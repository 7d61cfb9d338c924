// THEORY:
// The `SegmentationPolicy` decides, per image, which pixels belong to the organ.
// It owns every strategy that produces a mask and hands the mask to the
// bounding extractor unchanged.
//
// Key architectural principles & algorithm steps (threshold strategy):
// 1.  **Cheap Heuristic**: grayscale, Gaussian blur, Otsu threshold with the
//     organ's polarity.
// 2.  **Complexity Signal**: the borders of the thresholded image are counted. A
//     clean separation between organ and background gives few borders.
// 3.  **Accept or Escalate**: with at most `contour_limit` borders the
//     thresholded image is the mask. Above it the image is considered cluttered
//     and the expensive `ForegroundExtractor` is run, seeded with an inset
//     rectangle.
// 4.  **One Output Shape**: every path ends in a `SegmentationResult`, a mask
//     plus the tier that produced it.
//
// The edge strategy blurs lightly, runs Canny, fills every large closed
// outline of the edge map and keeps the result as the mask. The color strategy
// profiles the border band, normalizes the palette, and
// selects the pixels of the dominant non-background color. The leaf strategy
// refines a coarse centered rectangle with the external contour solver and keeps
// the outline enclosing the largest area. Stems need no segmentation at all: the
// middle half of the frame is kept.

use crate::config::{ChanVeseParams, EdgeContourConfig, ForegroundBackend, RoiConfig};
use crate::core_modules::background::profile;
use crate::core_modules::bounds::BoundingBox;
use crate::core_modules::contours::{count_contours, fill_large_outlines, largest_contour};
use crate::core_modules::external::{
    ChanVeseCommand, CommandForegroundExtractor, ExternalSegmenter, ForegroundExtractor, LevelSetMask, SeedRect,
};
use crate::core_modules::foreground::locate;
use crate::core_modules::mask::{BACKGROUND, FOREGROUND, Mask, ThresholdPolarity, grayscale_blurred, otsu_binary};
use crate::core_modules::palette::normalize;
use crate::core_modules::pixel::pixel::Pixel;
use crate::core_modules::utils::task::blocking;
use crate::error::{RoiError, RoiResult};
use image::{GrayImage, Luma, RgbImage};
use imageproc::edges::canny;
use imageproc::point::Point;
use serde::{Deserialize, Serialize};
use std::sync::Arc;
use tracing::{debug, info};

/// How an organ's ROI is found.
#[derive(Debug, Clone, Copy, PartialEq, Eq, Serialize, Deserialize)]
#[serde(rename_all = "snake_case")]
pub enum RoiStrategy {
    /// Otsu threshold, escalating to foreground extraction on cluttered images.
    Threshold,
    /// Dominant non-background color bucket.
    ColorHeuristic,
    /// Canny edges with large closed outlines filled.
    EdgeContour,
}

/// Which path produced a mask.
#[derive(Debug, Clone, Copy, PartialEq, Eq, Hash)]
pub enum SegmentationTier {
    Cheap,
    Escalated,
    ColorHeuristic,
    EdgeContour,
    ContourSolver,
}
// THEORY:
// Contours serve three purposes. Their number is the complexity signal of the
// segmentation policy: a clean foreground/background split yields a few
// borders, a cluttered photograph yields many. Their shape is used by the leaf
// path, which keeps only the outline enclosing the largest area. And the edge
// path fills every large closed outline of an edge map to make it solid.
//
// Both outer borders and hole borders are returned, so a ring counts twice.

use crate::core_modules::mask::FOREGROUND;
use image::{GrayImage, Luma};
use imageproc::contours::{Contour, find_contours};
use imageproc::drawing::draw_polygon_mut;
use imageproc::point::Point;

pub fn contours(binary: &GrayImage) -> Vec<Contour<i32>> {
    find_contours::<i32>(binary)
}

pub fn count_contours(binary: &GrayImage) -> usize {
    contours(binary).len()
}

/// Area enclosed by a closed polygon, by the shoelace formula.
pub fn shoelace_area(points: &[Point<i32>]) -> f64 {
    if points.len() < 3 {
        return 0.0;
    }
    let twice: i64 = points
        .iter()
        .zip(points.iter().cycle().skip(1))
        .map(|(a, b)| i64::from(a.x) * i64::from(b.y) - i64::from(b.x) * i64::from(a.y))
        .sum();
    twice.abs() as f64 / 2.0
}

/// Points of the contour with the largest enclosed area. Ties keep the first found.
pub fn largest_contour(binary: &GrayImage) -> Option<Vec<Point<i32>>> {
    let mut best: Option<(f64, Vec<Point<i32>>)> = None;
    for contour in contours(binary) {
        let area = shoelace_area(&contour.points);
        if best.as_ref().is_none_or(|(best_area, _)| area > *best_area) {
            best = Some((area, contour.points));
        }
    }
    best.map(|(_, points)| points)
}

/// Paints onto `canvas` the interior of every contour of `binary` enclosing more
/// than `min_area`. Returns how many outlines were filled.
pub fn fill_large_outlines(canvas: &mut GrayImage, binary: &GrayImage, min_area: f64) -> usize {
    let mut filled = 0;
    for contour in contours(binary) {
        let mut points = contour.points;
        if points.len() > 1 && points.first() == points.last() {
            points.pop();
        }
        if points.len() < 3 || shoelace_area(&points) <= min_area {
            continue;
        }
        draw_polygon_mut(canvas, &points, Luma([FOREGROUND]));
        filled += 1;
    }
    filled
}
◇ ◇ ◇ ◇ ◇ ◇ ◇
§ What the task asks: Please return every line of the records that contains the word "rectangle".

§ Final answer:
//     rectangle.
// refines a coarse centered rectangle with the external contour solver and keeps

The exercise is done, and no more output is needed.